Sully Quay nous conte l’histoire d’un homme né en 1908 dans la colonie du Togo qui, à partir de 1932, vient faire ses études en Occident, d’abord aux États-Unis durant six ans puis en France. C’est un roman avec deux narrateurs : Sylvestre, étudiant puis éminent médecin et celle de Sylvana, sa fille fruit de son union avec une allemande, Ana. Nous sommes sur deux périodes : les années 20-40 d’une part et les années 60 d’autre part pour la narration de Sylvana. Aux Etats-unis, Sylvestre Kponta se forme et doit naturellement faire face au racisme et à la ségrégation raciale qui sévit à ce moment précis de l’histoire. Sa pensée véhicule toutefois le point de vue de l’Africain qui ne peut pas être celui de l’Afro Américain sur cette société américaine, le temps d’un chapitre. Il a de la distance par rapport aux événements. Et puis, comme dans tout bon roman, Sully Quay ne cède pas à la tentative facile du manichéisme. La famille de Kponta a un passé dissimulé de collaboration dans le cadre de la traite négrière du côté d’Aného. Je pense sur ce point à un autre roman Perdre le corps de l’écrivain togolais Théo Ananissoh qui convoque aussi la mémoire de la traite négrière au travers de certaines localités… Sylvestre a conscience de ce lourd héritage. Écoutons-le parler de son voyage vers l’Amérique :
“Homme libre en partance pour une aventure exotique vers le Nouveau Monde, je quittais ma terre natale de plein gré, les mains et les pieds déliés, mais le coeur noué. Mon sort n’était pas comparable à celui d’Adama, mais je laissais derrière moi ma famille et ne savait pas ce qui m’attendait, réellement en cette nation américaine empreinte de luttes intestines entre les blancs et les noirs”

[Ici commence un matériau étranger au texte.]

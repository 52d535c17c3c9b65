//! # Services
//!
//! Async orchestration over the collaborator ports.
//!
//! - `orders`: order lifecycle with per-actor authorization
//! - `checkout`: payment capture followed by order persistence

mod checkout;
mod orders;

pub use checkout::CheckoutService;
pub use orders::OrderService;
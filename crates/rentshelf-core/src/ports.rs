//! # Collaborator Ports
//!
//! Async traits for everything the core talks to but does not own:
//! order persistence, user profiles and the payment processor.
//!
//! ```text
//! ┌──────────────────┐        ┌──────────────────────────────────────────┐
//! │  rentshelf-core  │        │  Implementations                         │
//! │                  │        │                                          │
//! │  OrderStore   ◄──┼────────┼── rentshelf-db  (SQLite)                 │
//! │  ProfileStore ◄──┼────────┼── storefront::memory (in-process)        │
//! │  PaymentGateway ◄┼────────┼── payment processor adapter              │
//! └──────────────────┘        └──────────────────────────────────────────┘
//! ```

use async_trait::async_trait;
use chrono::{DateTime, Utc};
use serde::{Deserialize, Serialize};
use thiserror::Error;

use crate::error::CoreResult;
use crate::money::Money;
use crate::order::{Order, OrderStatus};
use crate::types::UserProfile;

// =============================================================================
// Persistence
// =============================================================================

/// Create/read/update access to orders.
///
/// `insert` must be atomic: either the order and all of its books are
/// stored, or nothing is.
#[async_trait]
pub trait OrderStore: Send + Sync {
    async fn insert(&self, order: &Order) -> CoreResult<()>;

    async fn get(&self, order_id: &str) -> CoreResult<Option<Order>>;

    /// Orders of one shopper, newest first.
    async fn list_by_shopper(&self, shopper_id: &str) -> CoreResult<Vec<Order>>;

    /// All orders, newest first.
    async fn list_all(&self) -> CoreResult<Vec<Order>>;

    /// Persists a status change and returns the updated order, or `None` when
    /// the id is unknown.
    async fn update_status(
        &self,
        order_id: &str,
        status: OrderStatus,
        updated_at: DateTime<Utc>,
    ) -> CoreResult<Option<Order>>;
}

/// Read access to user profiles.
#[async_trait]
pub trait ProfileStore: Send + Sync {
    async fn get_profile(&self, uid: &str) -> CoreResult<Option<UserProfile>>;
}

// =============================================================================
// Payment
// =============================================================================

/// What the payment processor is asked to capture.
#[derive(Debug, Clone, PartialEq, Serialize, Deserialize)]
#[serde(rename_all = "camelCase")]
pub struct PaymentRequest {
    pub amount: Money,
    pub currency: String,
    pub shopper_email: String,
    pub shopper_name: String,
}

/// Proof of a successful capture.
#[derive(Debug, Clone, PartialEq, Eq, Serialize, Deserialize)]
#[serde(rename_all = "camelCase")]
pub struct PaymentReceipt {
    pub payment_reference: String,
}

impl PaymentReceipt {
    pub fn new(payment_reference: impl Into<String>) -> Self {
        PaymentReceipt {
            payment_reference: payment_reference.into(),
        }
    }
}

/// Why a capture did not succeed. Both cases allow a retry.
#[derive(Debug, Clone, PartialEq, Eq, Error)]
pub enum PaymentFailure {
    #[error("payment declined: {0}")]
    Declined(String),

    #[error("payment dismissed by the shopper")]
    Dismissed,
}

/// The payment processor.
///
/// Waits as long as the processor does; no timeout is added here.
#[async_trait]
pub trait PaymentGateway: Send + Sync {
    async fn capture(&self, request: &PaymentRequest) -> Result<PaymentReceipt, PaymentFailure>;
}

#[cfg(test)]
mod tests {
    use super::*;

    struct DecliningGateway;

    #[async_trait]
    impl PaymentGateway for DecliningGateway {
        async fn capture(&self, _request: &PaymentRequest) -> Result<PaymentReceipt, PaymentFailure> {
            Err(PaymentFailure::Declined("insufficient funds".to_string()))
        }
    }

    #[tokio::test]
    async fn test_gateway_as_trait_object() {
        let gateway: Box<dyn PaymentGateway> = Box::new(DecliningGateway);
        let request = PaymentRequest {
            amount: Money::from_major(41),
            currency: "USD".to_string(),
            shopper_email: "asha@example.com".to_string(),
            shopper_name: "Asha Rao".to_string(),
        };

        let err = gateway.capture(&request).await.unwrap_err();
        assert_eq!(err.to_string(), "payment declined: insufficient funds");
        assert_eq!(PaymentFailure::Dismissed.to_string(), "payment dismissed by the shopper");
    }
}
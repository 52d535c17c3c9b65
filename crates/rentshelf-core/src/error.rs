//! # Error Types
//!
//! Domain-specific error types for rentshelf-core.
//!
//! ## Error Hierarchy
//! ```text
//! ┌─────────────────────────────────────────────────────────────────────────┐
//! │                         Error Types                                     │
//! │                                                                         │
//! │  rentshelf-core errors (this file)                                      │
//! │  ├── CoreError        - Pricing, authorization, persistence outcomes    │
//! │  └── ValidationError  - Missing or malformed order/shipping fields      │
//! │                                                                         │
//! │  checkout::CheckoutError - Step guards of the checkout state machine    │
//! │                                                                         │
//! │  rentshelf-db errors (separate crate)                                   │
//! │  └── DbError          - SQLite failures, folded into CoreError          │
//! │                                                                         │
//! │  storefront errors (app)                                                │
//! │  └── ApiError         - What the presentation layer sees (serialized)   │
//! └─────────────────────────────────────────────────────────────────────────┘
//! ```
//!
//! "Already in cart" is deliberately absent: a duplicate add is a normal
//! outcome ([`crate::cart::AddOutcome::AlreadyInCart`]), not a failure.

use thiserror::Error;

// =============================================================================
// Core Error
// =============================================================================

/// Core business logic errors.
#[derive(Debug, Error)]
pub enum CoreError {
    /// Bad numeric input reached the pricing engine.
    ///
    /// ## When This Occurs
    /// - Rental days of zero or below
    /// - A negative, NaN or infinite weekly rate from the catalog
    /// - An unknown ISO currency code passed to the formatter
    ///
    /// Always a programming error; never shown to shoppers as-is.
    #[error("Invalid pricing input: {reason}")]
    InvalidPricingInput { reason: String },

    /// Validation error (wraps ValidationError).
    #[error("Validation error: {0}")]
    Validation(#[from] ValidationError),

    /// The actor may not perform the operation.
    ///
    /// ## When This Occurs
    /// - A non-admin changes an order status
    /// - A shopper reads another shopper's order or order list
    #[error("Unauthorized: {action}")]
    Unauthorized { action: String },

    /// Order cannot be found.
    #[error("Order not found: {0}")]
    OrderNotFound(String),

    /// The persistence collaborator failed.
    #[error("Persistence failure: {0}")]
    Persistence(String),
}

impl CoreError {
    /// Creates an InvalidPricingInput error.
    pub fn pricing(reason: impl Into<String>) -> Self {
        CoreError::InvalidPricingInput {
            reason: reason.into(),
        }
    }

    /// Creates an Unauthorized error for the attempted action.
    pub fn unauthorized(action: impl Into<String>) -> Self {
        CoreError::Unauthorized {
            action: action.into(),
        }
    }
}

// =============================================================================
// Validation Error
// =============================================================================

/// Input validation errors.
///
/// Recoverable: the shopper is re-prompted with the values they entered.
#[derive(Debug, Error, PartialEq, Eq)]
pub enum ValidationError {
    /// A required field is missing or blank.
    #[error("{field} is required")]
    Required { field: String },

    /// Several required form fields are blank, in form order.
    #[error("missing required fields: {}", fields.join(", "))]
    MissingFields { fields: Vec<String> },

    /// Value must be positive.
    #[error("{field} must be positive")]
    MustBePositive { field: String },

    /// Invalid format (e.g., unknown status string).
    #[error("{field} has invalid format: {reason}")]
    InvalidFormat { field: String, reason: String },

    /// A collection that must hold at least one entry is empty.
    #[error("{field} must not be empty")]
    Empty { field: String },
}

impl ValidationError {
    /// Creates a Required error for a field.
    pub fn required(field: impl Into<String>) -> Self {
        ValidationError::Required {
            field: field.into(),
        }
    }
}

// =============================================================================
// Result Type Alias
// =============================================================================

/// Convenience type alias for Results with CoreError.
pub type CoreResult<T> = Result<T, CoreError>;

// =============================================================================
// Unit Tests
// =============================================================================

#[cfg(test)]
mod tests {
    use super::*;

    #[test]
    fn test_error_messages() {
        let err = CoreError::pricing("rental days must be positive, got 0");
        assert_eq!(
            err.to_string(),
            "Invalid pricing input: rental days must be positive, got 0"
        );

        let err = CoreError::unauthorized("update order status");
        assert_eq!(err.to_string(), "Unauthorized: update order status");
    }

    #[test]
    fn test_validation_error_messages() {
        assert_eq!(
            ValidationError::required("city").to_string(),
            "city is required"
        );
        let err = ValidationError::Empty {
            field: "books".to_string(),
        };
        assert_eq!(err.to_string(), "books must not be empty");

        let err = ValidationError::MissingFields {
            fields: vec!["city".to_string(), "state".to_string()],
        };
        assert_eq!(err.to_string(), "missing required fields: city, state");
    }

    #[test]
    fn test_validation_converts_to_core_error() {
        let core_err: CoreError = ValidationError::required("shopper_id").into();
        assert!(matches!(core_err, CoreError::Validation(_)));
    }
}
//! # Money Module
//!
//! Provides the `Money` type for rental amounts.
//!
//! ## Why Decimal, Not Cents?
//! ```text
//! ┌─────────────────────────────────────────────────────────────────────────┐
//! │  THE WEEKLY-RATE PROBLEM                                                │
//! │                                                                         │
//! │  Rental price = weekly rate × days / 7                                  │
//! │    $15.00 × 30 / 7 = $64.2857142857...                                  │
//! │                                                                         │
//! │  Integer cents would round every line at creation time and the         │
//! │  rounding error would accumulate in cart and order totals.             │
//! │                                                                         │
//! │  OUR SOLUTION: rust_decimal (28 significant digits)                     │
//! │    Stored amounts keep full precision.                                  │
//! │    Rounding to the currency's minor unit happens ONLY for display.     │
//! │                                                                         │
//! └─────────────────────────────────────────────────────────────────────────┘
//! ```
//!
//! ## Usage
//! ```rust
//! use rentshelf_core::money::Money;
//!
//! let rate = Money::from_major(21);
//! let total = rate + Money::from_major(20);
//! assert_eq!(total, Money::from_major(41));
//! ```

use rust_decimal::prelude::FromPrimitive;
use rust_decimal::{Decimal, RoundingStrategy};
use serde::{Deserialize, Serialize};
use std::fmt;
use std::iter::Sum;
use std::ops::{Add, AddAssign, Sub};

use crate::error::{CoreError, CoreResult};

// =============================================================================
// Money Type
// =============================================================================

/// A currency-agnostic monetary amount at full decimal precision.
///
/// ## Where Money is Used
/// ```text
/// CatalogItem.price (weekly rate) ──► pricing::line_total ──► RentedBook.total_price
///                                              │
///                                              ▼
///                               CartSnapshot.total_amount ──► Order.total_amount
/// ```
#[derive(
    Debug, Clone, Copy, PartialEq, Eq, PartialOrd, Ord, Hash, Default, Serialize, Deserialize,
)]
#[serde(transparent)]
pub struct Money(Decimal);

impl Money {
    /// Zero money value.
    pub const ZERO: Money = Money(Decimal::ZERO);

    /// Wraps a decimal amount.
    #[inline]
    pub const fn new(amount: Decimal) -> Self {
        Money(amount)
    }

    /// Creates a whole-unit amount (e.g. `21` → 21.00).
    #[inline]
    pub fn from_major(units: i64) -> Self {
        Money(Decimal::from(units))
    }

    /// Converts a raw catalog number into Money.
    ///
    /// The catalog collaborator hands prices over as JSON numbers; NaN and
    /// infinities are rejected here instead of being clamped.
    ///
    /// ## Example
    /// ```rust
    /// use rentshelf_core::money::Money;
    ///
    /// assert!(Money::try_from_f64(12.5).is_ok());
    /// assert!(Money::try_from_f64(f64::NAN).is_err());
    /// ```
    pub fn try_from_f64(value: f64) -> CoreResult<Self> {
        if !value.is_finite() {
            return Err(CoreError::pricing(format!(
                "amount must be finite, got {value}"
            )));
        }

        Decimal::from_f64(value)
            .map(Money)
            .ok_or_else(|| CoreError::pricing(format!("amount {value} is out of range")))
    }

    /// Returns the underlying decimal amount.
    #[inline]
    pub const fn amount(&self) -> Decimal {
        self.0
    }

    /// Checks if the value is zero.
    #[inline]
    pub fn is_zero(&self) -> bool {
        self.0.is_zero()
    }

    /// Checks if the value is negative (less than zero).
    #[inline]
    pub fn is_negative(&self) -> bool {
        self.0.is_sign_negative() && !self.0.is_zero()
    }

    /// Rounds half away from zero to `decimal_places`, for display only.
    pub fn rounded(&self, decimal_places: u32) -> Money {
        Money(
            self.0
                .round_dp_with_strategy(decimal_places, RoundingStrategy::MidpointAwayFromZero),
        )
    }

    /// Applies a fixed display conversion rate.
    ///
    /// Used to show catalog-currency amounts in the storefront's display
    /// currency. Stored totals are never converted.
    pub fn convert(&self, rate: Decimal) -> CoreResult<Money> {
        self.0
            .checked_mul(rate)
            .map(Money)
            .ok_or_else(|| CoreError::pricing("display conversion overflowed"))
    }
}

// =============================================================================
// Trait Implementations
// =============================================================================

/// Shows the amount with two decimal places.
///
/// ## Note
/// This is for debugging and logs. Use [`crate::pricing::format_currency`]
/// for anything a shopper sees.
impl fmt::Display for Money {
    fn fmt(&self, f: &mut fmt::Formatter<'_>) -> fmt::Result {
        let mut shown = self.rounded(2).0;
        shown.rescale(2);
        write!(f, "{shown}")
    }
}

impl From<Decimal> for Money {
    fn from(amount: Decimal) -> Self {
        Money(amount)
    }
}

impl Add for Money {
    type Output = Self;

    #[inline]
    fn add(self, other: Self) -> Self {
        Money(self.0 + other.0)
    }
}

impl AddAssign for Money {
    #[inline]
    fn add_assign(&mut self, other: Self) {
        self.0 += other.0;
    }
}

impl Sub for Money {
    type Output = Self;

    #[inline]
    fn sub(self, other: Self) -> Self {
        Money(self.0 - other.0)
    }
}

impl Sum for Money {
    fn sum<I: Iterator<Item = Money>>(iter: I) -> Self {
        iter.fold(Money::ZERO, |acc, m| acc + m)
    }
}

// =============================================================================
// Unit Tests
// =============================================================================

Un prisonnier sans étoile (p. 17, éd. Ramsay).
Sylvestre K. poursuit et termine ses études à Paris où il commence à travailler comme médecin. La montée des fascismes est prégnante. L’homme vit sa vie parisienne alors qu’il a laissé femme et enfants au Togo et il tombe amoureux d’une allemande dans un concours de circonstances à découvrir en lisant ce roman. Un repère dans le temps : il rencontre Ana, l’allemande durant l’automne 1940.
Si on parle de prisonnier sans étoile, c’est qu’il va être déporté vers un camp de concentration et y mourir. Ok, vous criez au spoil, au divulgachage. J’assume. Je pense à ce roman, en observant tout ce qui se passe actuellement en France. Dissolution de l’Assemblée nationale à quelques semaines des jeux olympiques, libération de la parole fasciste et des courants radicaux, diabolisation du symbolique Nouveau Front populaire. D’ailleurs c’est intéressant cette référence à 1936 qu’a choisi la coalition de gauche. Durant la campagne du second tour de ces élections législatives, des interventions lunaires de candidats d’extrême droite posent de nombreuses questions sur l’avenir, des références malheureuses à des symboles nazis ou encore la fameuse question de l’accès à certains postes stratégiques qui serait refusée aux binationaux, interpellent. Il y a un inversement des valeurs et le positionnement des jeunes politiques, politiciens français que je regarde à la télévision ou sur les réseaux sociaux est effarant. Sont-ils instruits, ignorent-ils à ce point l’histoire ? Je lis pour ma part un roman qui nous rappelle cruellement que l’histoire se répète inlassablement et que l’instruction et les nouvelles technologies ne sauraient nous défaire de certaines peurs.
Revenons au roman. Le Dr Sylvestre Kponta observe la montée du racisme en France avec la même distance qu’aux États Unis. Il n’est à priori pas la première cible des rafles nazi. Mais il n’est pas à l’abri d’un quelconque dérapage d’un soldat zélé dans ce contexte trouble où tout peut être dit et où la haine trône de manière impériale sur les hommes. Il doit dissimuler sa relation passionnée avec Ana. Sylvestre a tourné le dos à sa famille au Togo. Il finit par être déporté. Sylvestre n’a pas exorcisé les démons de son histoire familiale faite de trafic humain. Vit-il sa déportation comme une conséquence de son immobilisme sur les questions touchant l’histoire de sa famille et de son acharnement à trouver sa place dans le corps des médecins européens ? Chacun à partir de son vécu aura sa lecture, sa compréhension de cette trajectoire.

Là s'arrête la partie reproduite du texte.